# Work task
Collect each line of the records containing the string "nine".

::: Exercise material

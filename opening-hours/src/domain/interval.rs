//! Opening interval within a single day.

use std::fmt;

use super::TimeOfDay;

/// Error returned when an interval would close before it opens.
#[derive(Debug, Clone, PartialEq, Eq, thiserror::Error)]
#[error("interval closes at {close} before it opens at {open}")]
pub struct InvalidInterval {
    pub open: TimeOfDay,
    pub close: TimeOfDay,
}

/// An opening interval: open and close times on the same day.
///
/// Both ends are inclusive. Intervals that run past midnight are not
/// representable; `close` is never earlier than `open`.
#[derive(Debug, Clone, Copy, PartialEq, Eq, Hash)]
pub struct Interval {
    open: TimeOfDay,
    close: TimeOfDay,
}

impl Interval {
    /// Create an interval, rejecting one that closes before it opens.
    ///
    /// ```
    /// use opening_hours::domain::{Interval, TimeOfDay};
    ///
    /// let nine = TimeOfDay::new(9, 0).unwrap();
    /// let five = TimeOfDay::new(17, 0).unwrap();
    ///
    /// assert!(Interval::new(nine, five).is_ok());
    /// assert!(Interval::new(five, nine).is_err());
    /// ```
    pub fn new(open: TimeOfDay, close: TimeOfDay) -> Result<Self, InvalidInterval> {
        if close < open {
            return Err(InvalidInterval { open, close });
        }
        Ok(Self { open, close })
    }

    pub fn open(&self) -> TimeOfDay {
        self.open
    }

    pub fn close(&self) -> TimeOfDay {
        self.close
    }

    /// Whether `time` falls within the interval, ends included.
    pub fn contains(&self, time: TimeOfDay) -> bool {
        self.open <= time && time <= self.close
    }
}

impl fmt::Display for Interval {
    fn fmt(&self, f: &mut fmt::Formatter<'_>) -> fmt::Result {
        write!(f, "{}-{}", self.open, self.close)
    }
}
//! Cache of parse results.
//!
//! The same `opening_hours` value tends to be looked up over and over
//! (every visit to a place panel re-sends it). Parse results are cached by
//! their trimmed text, failures included, so a bad value is not re-parsed
//! on every request either.

use std::sync::Arc;
use std::time::Duration;

use moka::future::Cache as MokaCache;
use tracing::trace;

use crate::domain::WeeklySchedule;
use crate::parser::{ParseError, parse};

/// A cached parse outcome, shared between requests.
pub type ParseEntry = Arc<Result<WeeklySchedule, ParseError>>;

/// Configuration for the cache.
#[derive(Debug, Clone)]
pub struct CacheConfig {
    /// TTL for cached entries.
    pub ttl: Duration,

    /// Maximum number of cached entries.
    pub max_capacity: u64,
}

impl Default for CacheConfig {
    fn default() -> Self {
        Self {
            ttl: Duration::from_secs(10 * 60),
            max_capacity: 10_000,
        }
    }
}

/// Parse results keyed by the trimmed `opening_hours` text.
#[derive(Clone)]
pub struct ScheduleCache {
    entries: MokaCache<String, ParseEntry>,
}

impl ScheduleCache {
    /// Create a new cache with the given configuration.
    pub fn new(config: &CacheConfig) -> Self {
        let entries = MokaCache::builder()
            .time_to_live(config.ttl)
            .max_capacity(config.max_capacity)
            .build();

        Self { entries }
    }

    /// Return the cached parse of `text`, parsing and caching on a miss.
    pub async fn get_or_parse(&self, text: &str) -> ParseEntry {
        let key = text.trim().to_string();
        self.entries
            .get_with(key, async {
                trace!(text, "parsing opening_hours (cache miss)");
                Arc::new(parse(Some(text)))
            })
            .await
    }

    /// Number of cached entries (approximate until pending work is run).
    pub fn entry_count(&self) -> u64 {
        self.entries.entry_count()
    }

    /// Invalidate all cached entries.
    pub fn invalidate_all(&self) {
        self.entries.invalidate_all();
    }
}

::::::

# Response below
    /// let nine = TimeOfDay::new(9, 0).unwrap();
    /// assert!(Interval::new(nine, five).is_ok());
    /// assert!(Interval::new(five, nine).is_err());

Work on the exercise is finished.